TASK STATEMENT: Copy each line below in which the string "QueryRejection" appears.

::: RECORD SET

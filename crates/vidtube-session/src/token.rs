use jsonwebtoken::{Algorithm, DecodingKey, EncodingKey, Header, Validation};
use serde::{Deserialize, Serialize, de::DeserializeOwned};
use uuid::Uuid;

#[derive(Debug, Clone, Copy, PartialEq, Eq, Serialize, Deserialize)]
#[serde(rename_all = "lowercase")]
pub enum TokenKind {
    Access,
    Refresh,
}

#[derive(Debug, Clone, Serialize, Deserialize)]
pub struct AccessClaims {
    pub sub: Uuid,
    pub username: String,
    pub email: String,
    #[serde(rename = "fullName")]
    pub full_name: String,
    pub typ: TokenKind,
    pub iat: i64,
    pub exp: i64,
}

#[derive(Debug, Clone, Serialize, Deserialize)]
pub struct RefreshClaims {
    pub sub: Uuid,
    pub typ: TokenKind,
    // Keeps two tokens minted within the same second distinct.
    pub jti: String,
    pub iat: i64,
    pub exp: i64,
}

pub(crate) fn sign<C: Serialize>(claims: &C, secret: &[u8]) -> jsonwebtoken::errors::Result<String> {
    jsonwebtoken::encode(
        &Header::new(Algorithm::HS256),
        claims,
        &EncodingKey::from_secret(secret),
    )
}

pub(crate) fn decode<C: DeserializeOwned>(
    token: &str,
    secret: &[u8],
) -> jsonwebtoken::errors::Result<C> {
    let mut validation = Validation::new(Algorithm::HS256);
    validation.leeway = 0;
    validation.set_required_spec_claims(&["exp", "sub"]);

    let data = jsonwebtoken::decode::<C>(token, &DecodingKey::from_secret(secret), &validation)?;
    Ok(data.claims)
}

#[cfg(test)]
mod tests {
    use super::*;

    fn refresh_claims(exp_offset: i64) -> RefreshClaims {
        let now = time::OffsetDateTime::now_utc().unix_timestamp();
        RefreshClaims {
            sub: Uuid::new_v4(),
            typ: TokenKind::Refresh,
            jti: Uuid::new_v4().to_string(),
            iat: now,
            exp: now + exp_offset,
        }
    }

    #[test]
    fn decode_accepts_token_signed_with_same_secret() {
        let claims = refresh_claims(60);
        let token = sign(&claims, b"secret").unwrap();
        let back: RefreshClaims = decode(&token, b"secret").unwrap();
        assert_eq!(back.sub, claims.sub);
        assert_eq!(back.jti, claims.jti);
    }

    #[test]
    fn decode_rejects_other_secret() {
        let token = sign(&refresh_claims(60), b"secret").unwrap();
        assert!(decode::<RefreshClaims>(&token, b"another").is_err());
    }

    #[test]
    fn decode_rejects_expired_token() {
        let token = sign(&refresh_claims(-5), b"secret").unwrap();
        assert!(decode::<RefreshClaims>(&token, b"secret").is_err());
    }

    #[test]
    fn decode_rejects_garbage() {
        assert!(decode::<RefreshClaims>("not.a.jwt", b"secret").is_err());
        assert!(decode::<RefreshClaims>("", b"secret").is_err());
    }

    #[test]
    fn token_kind_is_encoded_lowercase() {
        #[derive(Deserialize)]
        struct RawKind {
            typ: String,
        }

        let token = sign(&refresh_claims(60), b"secret").unwrap();
        let raw: RawKind = decode(&token, b"secret").unwrap();
        assert_eq!(raw.typ, "refresh");
    }
}
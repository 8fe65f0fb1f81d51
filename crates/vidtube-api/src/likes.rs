use axum::{
    Extension, Router,
    extract::{Path, Query, State, rejection::QueryRejection},
    routing::{get, post},
};
use sea_orm::{
    ActiveModelTrait, ColumnTrait, DatabaseConnection, DbErr, EntityTrait, PaginatorTrait,
    QueryFilter, QueryOrder, Set,
};
use serde::Serialize;
use uuid::Uuid;
use vidtube_db::entities::{comments, likes, tweets, videos};

use crate::error::ApiError;
use crate::pagination::{PageQuery, Paged};
use crate::response::{ApiResponse, ApiResult};
use crate::security::AuthUser;
use crate::state::AppState;
use crate::validate::parse_id;
use crate::videos::{VideoView, is_visible, visible_condition, with_owners};

/// The thing a like points at. A like row sets exactly one target column.
#[derive(Debug, Clone, Copy, PartialEq, Eq)]
enum LikeTarget {
    Video(Uuid),
    Comment(Uuid),
    Tweet(Uuid),
}

impl LikeTarget {
    fn column(self) -> likes::Column {
        match self {
            LikeTarget::Video(_) => likes::Column::VideoId,
            LikeTarget::Comment(_) => likes::Column::CommentId,
            LikeTarget::Tweet(_) => likes::Column::TweetId,
        }
    }

    fn id(self) -> Uuid {
        match self {
            LikeTarget::Video(id) | LikeTarget::Comment(id) | LikeTarget::Tweet(id) => id,
        }
    }

    fn label(self) -> &'static str {
        match self {
            LikeTarget::Video(_) => "Video",
            LikeTarget::Comment(_) => "Comment",
            LikeTarget::Tweet(_) => "Tweet",
        }
    }

    /// Whether `me` can see the target. Comments follow their video.
    async fn visible(self, db: &DatabaseConnection, me: Uuid) -> Result<bool, DbErr> {
        Ok(match self {
            LikeTarget::Video(id) => videos::Entity::find_by_id(id)
                .one(db)
                .await?
                .is_some_and(|v| is_visible(&v, me)),
            LikeTarget::Comment(id) => comments::Entity::find_by_id(id)
                .find_also_related(videos::Entity)
                .one(db)
                .await?
                .and_then(|(_, video)| video)
                .is_some_and(|v| is_visible(&v, me)),
            LikeTarget::Tweet(id) => tweets::Entity::find_by_id(id).one(db).await?.is_some(),
        })
    }

    fn new_like(self, liked_by: Uuid) -> likes::ActiveModel {
        let (mut video_id, mut comment_id, mut tweet_id) = (None, None, None);
        match self {
            LikeTarget::Video(id) => video_id = Some(id),
            LikeTarget::Comment(id) => comment_id = Some(id),
            LikeTarget::Tweet(id) => tweet_id = Some(id),
        }
        likes::ActiveModel {
            id: Set(Uuid::new_v4()),
            liked_by: Set(liked_by),
            video_id: Set(video_id),
            comment_id: Set(comment_id),
            tweet_id: Set(tweet_id),
            created_at: Set(chrono::Utc::now().into()),
        }
    }
}

#[derive(Debug, Serialize)]
#[serde(rename_all = "camelCase")]
pub struct LikeState {
    pub is_liked: bool,
}

async fn toggle(state: &AppState, me: &AuthUser, target: LikeTarget) -> ApiResult<LikeState> {
    let db = &*state.db;
    if !target.visible(db, me.id()).await? {
        return Err(ApiError::not_found(format!("{} not found", target.label())));
    }

    let existing = likes::Entity::find()
        .filter(likes::Column::LikedBy.eq(me.id()))
        .filter(target.column().eq(target.id()))
        .one(db)
        .await?;

    let is_liked = match existing {
        Some(like) => {
            likes::Entity::delete_by_id(like.id).exec(db).await?;
            false
        }
        None => {
            target.new_like(me.id()).insert(db).await?;
            true
        }
    };

    tracing::debug!(user_id = %me.id(), kind = target.label(), is_liked, "like toggled");
    Ok(ApiResponse::ok(
        LikeState { is_liked },
        format!("{} like toggled", target.label()),
    ))
}

pub fn router() -> Router<AppState> {
    Router::new()
        .route("/toggle/v/:videoId", post(toggle_video_like))
        .route("/toggle/c/:commentId", post(toggle_comment_like))
        .route("/toggle/t/:tweetId", post(toggle_tweet_like))
        .route("/videos", get(liked_videos))
}

pub async fn toggle_video_like(
    State(state): State<AppState>,
    Extension(me): Extension<AuthUser>,
    Path(video_id): Path<String>,
) -> ApiResult<LikeState> {
    let target = LikeTarget::Video(parse_id(&video_id, "videoId")?);
    toggle(&state, &me, target).await
}

pub async fn toggle_comment_like(
    State(state): State<AppState>,
    Extension(me): Extension<AuthUser>,
    Path(comment_id): Path<String>,
) -> ApiResult<LikeState> {
    let target = LikeTarget::Comment(parse_id(&comment_id, "commentId")?);
    toggle(&state, &me, target).await
}

pub async fn toggle_tweet_like(
    State(state): State<AppState>,
    Extension(me): Extension<AuthUser>,
    Path(tweet_id): Path<String>,
) -> ApiResult<LikeState> {
    let target = LikeTarget::Tweet(parse_id(&tweet_id, "tweetId")?);
    toggle(&state, &me, target).await
}

pub async fn liked_videos(
    State(state): State<AppState>,
    Extension(me): Extension<AuthUser>,
    query: Result<Query<PageQuery>, QueryRejection>,
) -> ApiResult<Paged<VideoView>> {
    let Query(query) = query?;
    let page = query.resolve(20);
    let db = &*state.db;

    let paginator = likes::Entity::find()
        .filter(likes::Column::LikedBy.eq(me.id()))
        .filter(likes::Column::VideoId.is_not_null())
        .order_by_desc(likes::Column::CreatedAt)
        .find_also_related(videos::Entity)
        .filter(visible_condition(me.id()))
        .paginate(db, page.limit);
    let total = paginator.num_items().await?;
    let rows = paginator.fetch_page(page.index()).await?;

    let liked: Vec<videos::Model> = rows.into_iter().filter_map(|(_, video)| video).collect();
    Ok(ApiResponse::ok(
        Paged::new(with_owners(db, liked).await?, total, page),
        "Liked videos fetched successfully",
    ))
}

#[cfg(test)]
mod tests {
    use sea_orm::ActiveValue;

    use super::*;

    #[test]
    fn new_like_sets_only_the_target_column() {
        let me = Uuid::new_v4();
        let comment = Uuid::new_v4();
        let like = LikeTarget::Comment(comment).new_like(me);

        assert!(matches!(like.liked_by, ActiveValue::Set(id) if id == me));
        assert!(matches!(like.comment_id, ActiveValue::Set(Some(id)) if id == comment));
        assert!(matches!(like.video_id, ActiveValue::Set(None)));
        assert!(matches!(like.tweet_id, ActiveValue::Set(None)));
    }

    #[test]
    fn target_maps_to_its_column() {
        let id = Uuid::new_v4();
        assert!(matches!(LikeTarget::Video(id).column(), likes::Column::VideoId));
        assert!(matches!(LikeTarget::Tweet(id).column(), likes::Column::TweetId));
        assert_eq!(LikeTarget::Tweet(id).id(), id);
    }
}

::::::

REPLY TO THE EXERCISE:
    extract::{Path, Query, State, rejection::QueryRejection},
    query: Result<Query<PageQuery>, QueryRejection>,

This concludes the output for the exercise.